• [Work instructions] Write out, word for word, only the data from its first line to the line containing "rate limit is a".

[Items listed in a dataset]
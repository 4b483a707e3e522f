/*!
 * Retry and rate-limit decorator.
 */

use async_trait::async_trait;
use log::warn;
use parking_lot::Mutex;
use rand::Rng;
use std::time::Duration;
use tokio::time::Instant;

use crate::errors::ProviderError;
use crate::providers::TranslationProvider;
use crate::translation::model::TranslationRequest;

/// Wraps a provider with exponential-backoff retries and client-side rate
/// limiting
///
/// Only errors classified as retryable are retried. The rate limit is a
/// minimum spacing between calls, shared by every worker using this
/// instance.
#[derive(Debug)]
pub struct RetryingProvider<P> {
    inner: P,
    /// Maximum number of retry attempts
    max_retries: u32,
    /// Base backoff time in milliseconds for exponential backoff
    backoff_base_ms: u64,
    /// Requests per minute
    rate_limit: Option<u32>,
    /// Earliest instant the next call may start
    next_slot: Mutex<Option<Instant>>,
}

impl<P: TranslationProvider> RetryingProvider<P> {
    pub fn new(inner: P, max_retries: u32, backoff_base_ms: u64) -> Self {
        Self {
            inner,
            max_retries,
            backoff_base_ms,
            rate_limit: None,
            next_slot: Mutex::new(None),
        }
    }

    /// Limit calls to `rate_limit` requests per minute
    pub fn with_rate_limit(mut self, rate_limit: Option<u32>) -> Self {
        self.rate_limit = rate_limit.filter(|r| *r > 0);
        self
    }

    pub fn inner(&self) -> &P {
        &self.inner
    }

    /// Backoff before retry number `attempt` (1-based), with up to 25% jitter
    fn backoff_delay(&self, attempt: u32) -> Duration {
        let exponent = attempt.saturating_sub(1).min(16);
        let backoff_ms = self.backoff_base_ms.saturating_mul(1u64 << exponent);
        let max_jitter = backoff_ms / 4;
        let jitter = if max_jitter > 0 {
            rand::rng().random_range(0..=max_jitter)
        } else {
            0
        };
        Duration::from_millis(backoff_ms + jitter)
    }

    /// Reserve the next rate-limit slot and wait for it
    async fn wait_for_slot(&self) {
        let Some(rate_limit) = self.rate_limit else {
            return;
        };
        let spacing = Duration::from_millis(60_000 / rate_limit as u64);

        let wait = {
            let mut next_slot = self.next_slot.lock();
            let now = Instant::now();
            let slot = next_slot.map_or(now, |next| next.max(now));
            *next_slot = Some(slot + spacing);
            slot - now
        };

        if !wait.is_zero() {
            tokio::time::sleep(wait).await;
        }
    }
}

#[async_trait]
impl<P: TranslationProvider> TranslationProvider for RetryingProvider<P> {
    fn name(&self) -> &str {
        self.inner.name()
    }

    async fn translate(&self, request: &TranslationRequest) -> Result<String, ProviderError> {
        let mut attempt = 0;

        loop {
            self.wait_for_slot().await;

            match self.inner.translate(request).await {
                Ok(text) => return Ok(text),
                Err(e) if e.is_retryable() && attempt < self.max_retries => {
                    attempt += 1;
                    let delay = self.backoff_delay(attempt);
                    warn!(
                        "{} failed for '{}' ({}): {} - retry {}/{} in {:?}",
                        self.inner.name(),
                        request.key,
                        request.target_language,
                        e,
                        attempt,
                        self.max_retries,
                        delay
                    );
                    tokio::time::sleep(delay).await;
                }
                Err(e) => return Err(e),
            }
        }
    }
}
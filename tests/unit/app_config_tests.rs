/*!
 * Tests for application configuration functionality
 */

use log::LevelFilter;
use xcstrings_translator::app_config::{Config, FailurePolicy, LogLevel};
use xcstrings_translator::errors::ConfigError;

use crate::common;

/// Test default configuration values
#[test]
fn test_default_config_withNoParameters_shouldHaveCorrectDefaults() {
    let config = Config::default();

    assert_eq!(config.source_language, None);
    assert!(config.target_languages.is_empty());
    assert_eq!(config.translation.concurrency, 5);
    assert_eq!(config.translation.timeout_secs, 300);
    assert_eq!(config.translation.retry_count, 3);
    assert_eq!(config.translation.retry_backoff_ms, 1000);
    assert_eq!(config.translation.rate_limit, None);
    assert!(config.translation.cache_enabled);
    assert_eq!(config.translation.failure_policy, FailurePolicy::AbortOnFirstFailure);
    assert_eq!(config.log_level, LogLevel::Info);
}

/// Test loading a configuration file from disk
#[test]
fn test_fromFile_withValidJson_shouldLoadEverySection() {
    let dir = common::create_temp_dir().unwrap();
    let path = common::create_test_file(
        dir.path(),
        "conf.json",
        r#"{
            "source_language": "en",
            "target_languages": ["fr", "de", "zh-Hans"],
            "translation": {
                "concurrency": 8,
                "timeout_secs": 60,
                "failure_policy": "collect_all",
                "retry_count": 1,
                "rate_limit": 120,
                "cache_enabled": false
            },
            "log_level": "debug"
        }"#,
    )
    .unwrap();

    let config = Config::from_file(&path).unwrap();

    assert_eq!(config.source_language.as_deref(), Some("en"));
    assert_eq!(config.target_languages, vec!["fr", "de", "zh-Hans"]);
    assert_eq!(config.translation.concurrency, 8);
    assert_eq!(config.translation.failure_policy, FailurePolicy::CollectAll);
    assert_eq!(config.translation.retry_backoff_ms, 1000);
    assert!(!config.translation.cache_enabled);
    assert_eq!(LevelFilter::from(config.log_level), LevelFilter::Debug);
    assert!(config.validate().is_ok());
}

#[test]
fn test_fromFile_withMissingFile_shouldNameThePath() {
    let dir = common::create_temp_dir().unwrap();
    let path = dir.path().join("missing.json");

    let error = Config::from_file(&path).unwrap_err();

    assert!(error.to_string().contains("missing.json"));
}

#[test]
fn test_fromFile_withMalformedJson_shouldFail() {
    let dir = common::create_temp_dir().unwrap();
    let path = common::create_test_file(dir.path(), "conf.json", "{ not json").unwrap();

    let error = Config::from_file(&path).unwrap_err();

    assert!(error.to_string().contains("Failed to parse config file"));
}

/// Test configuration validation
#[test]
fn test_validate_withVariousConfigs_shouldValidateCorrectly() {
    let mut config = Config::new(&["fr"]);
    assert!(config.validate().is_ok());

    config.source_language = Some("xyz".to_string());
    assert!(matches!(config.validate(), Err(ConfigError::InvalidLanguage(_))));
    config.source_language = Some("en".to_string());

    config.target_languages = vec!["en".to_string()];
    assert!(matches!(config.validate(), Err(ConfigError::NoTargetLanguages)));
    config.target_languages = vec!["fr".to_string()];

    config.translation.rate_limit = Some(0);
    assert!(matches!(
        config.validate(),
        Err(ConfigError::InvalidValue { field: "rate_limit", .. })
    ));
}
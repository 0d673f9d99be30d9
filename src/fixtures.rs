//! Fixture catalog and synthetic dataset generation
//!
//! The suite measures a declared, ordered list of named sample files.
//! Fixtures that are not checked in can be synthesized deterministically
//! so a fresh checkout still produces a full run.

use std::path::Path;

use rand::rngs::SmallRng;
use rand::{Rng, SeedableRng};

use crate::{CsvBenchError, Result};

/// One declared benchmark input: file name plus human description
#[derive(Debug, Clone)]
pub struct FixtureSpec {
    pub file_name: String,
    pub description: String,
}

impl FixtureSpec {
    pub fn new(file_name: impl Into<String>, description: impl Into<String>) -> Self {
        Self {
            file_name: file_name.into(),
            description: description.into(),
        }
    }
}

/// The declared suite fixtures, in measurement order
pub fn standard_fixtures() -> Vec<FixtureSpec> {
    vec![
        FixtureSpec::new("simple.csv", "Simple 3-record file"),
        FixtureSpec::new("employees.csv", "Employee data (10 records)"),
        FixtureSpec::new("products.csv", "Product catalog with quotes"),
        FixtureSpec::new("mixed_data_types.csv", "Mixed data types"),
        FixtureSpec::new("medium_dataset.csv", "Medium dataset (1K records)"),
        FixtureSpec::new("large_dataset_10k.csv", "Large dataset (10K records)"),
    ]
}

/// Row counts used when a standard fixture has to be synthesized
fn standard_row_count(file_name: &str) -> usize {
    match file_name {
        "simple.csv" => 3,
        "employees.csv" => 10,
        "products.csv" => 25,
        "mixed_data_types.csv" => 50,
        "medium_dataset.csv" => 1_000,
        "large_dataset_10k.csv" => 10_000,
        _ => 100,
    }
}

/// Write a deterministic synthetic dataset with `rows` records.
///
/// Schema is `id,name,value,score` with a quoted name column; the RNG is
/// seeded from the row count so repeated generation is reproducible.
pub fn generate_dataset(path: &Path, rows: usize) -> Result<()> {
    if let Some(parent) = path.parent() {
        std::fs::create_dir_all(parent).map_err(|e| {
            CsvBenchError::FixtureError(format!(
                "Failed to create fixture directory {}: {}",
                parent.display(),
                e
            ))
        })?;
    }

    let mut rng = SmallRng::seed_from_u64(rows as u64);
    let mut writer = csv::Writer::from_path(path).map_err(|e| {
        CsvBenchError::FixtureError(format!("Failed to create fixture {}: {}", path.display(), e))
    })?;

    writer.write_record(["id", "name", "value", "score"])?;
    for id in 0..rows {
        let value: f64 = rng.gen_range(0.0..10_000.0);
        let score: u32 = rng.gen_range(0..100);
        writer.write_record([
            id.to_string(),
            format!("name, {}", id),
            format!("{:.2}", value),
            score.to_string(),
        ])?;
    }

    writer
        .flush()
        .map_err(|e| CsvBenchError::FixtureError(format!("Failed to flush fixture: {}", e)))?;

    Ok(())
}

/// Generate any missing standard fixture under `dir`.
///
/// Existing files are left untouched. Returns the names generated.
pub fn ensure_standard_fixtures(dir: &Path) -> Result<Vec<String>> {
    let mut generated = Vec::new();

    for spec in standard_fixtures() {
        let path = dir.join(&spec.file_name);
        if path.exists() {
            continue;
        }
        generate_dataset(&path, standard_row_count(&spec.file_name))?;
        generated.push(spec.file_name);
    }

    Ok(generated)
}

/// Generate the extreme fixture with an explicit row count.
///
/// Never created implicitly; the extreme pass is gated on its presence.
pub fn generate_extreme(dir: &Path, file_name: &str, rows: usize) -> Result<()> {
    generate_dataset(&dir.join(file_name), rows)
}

• [Result below]
repository 4b483a707e3e522f
/*!
 * Retry and rate-limit decorator.
 */

use async_trait::async_trait;
use log::warn;
use parking_lot::Mutex;
use rand::Rng;
use std::time::Duration;
use tokio::time::Instant;

use crate::errors::ProviderError;
use crate::providers::TranslationProvider;
use crate::translation::model::TranslationRequest;

/// Wraps a provider with exponential-backoff retries and client-side rate
/// limiting
///
/// Only errors classified as retryable are retried. The rate limit is a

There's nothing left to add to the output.